Exercise details: Please retype the material beneath this task exactly, starting with its first line and finishing with the line containing "use super::SecretSource;".

Extracted material:
// ABOUTME: Registry credential entries from tagkeep.yml.
// ABOUTME: Matches a tag name to the credentials for its registry host.

use serde::Deserialize;

use crate::error::Result;
use crate::runtime::RegistryAuth;
use crate::types::TagName;

use super::SecretSource;

/// Registry host Docker assumes when a name has none.
pub const DEFAULT_REGISTRY: &str = "docker.io";

#[derive(Debug, Clone, Deserialize)]
pub struct RegistryConfig {
    pub server: String,
    pub username: String,
    pub password: SecretSource,
}

impl RegistryConfig {
    pub fn matches(&self, name: &TagName) -> bool {
        let host = name.reference().registry().unwrap_or(DEFAULT_REGISTRY);
        let server = self
            .server
            .trim_start_matches("https://")
            .trim_start_matches("http://")
            .trim_end_matches('/');
        server == host || (host == DEFAULT_REGISTRY && server == "index.docker.io")
    }

    pub fn to_auth(&self) -> Result<RegistryAuth> {
        Ok(RegistryAuth {
            username: self.username.clone(),
            password: self.password.resolve()?,
            server: Some(self.server.clone()),
        })
    }
}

Answer to this problem:
// ABOUTME: Registry credential entries from tagkeep.yml.
// ABOUTME: Matches a tag name to the credentials for its registry host.

use serde::Deserialize;

use crate::error::Result;
use crate::runtime::RegistryAuth;
use crate::types::TagName;

use super::SecretSource;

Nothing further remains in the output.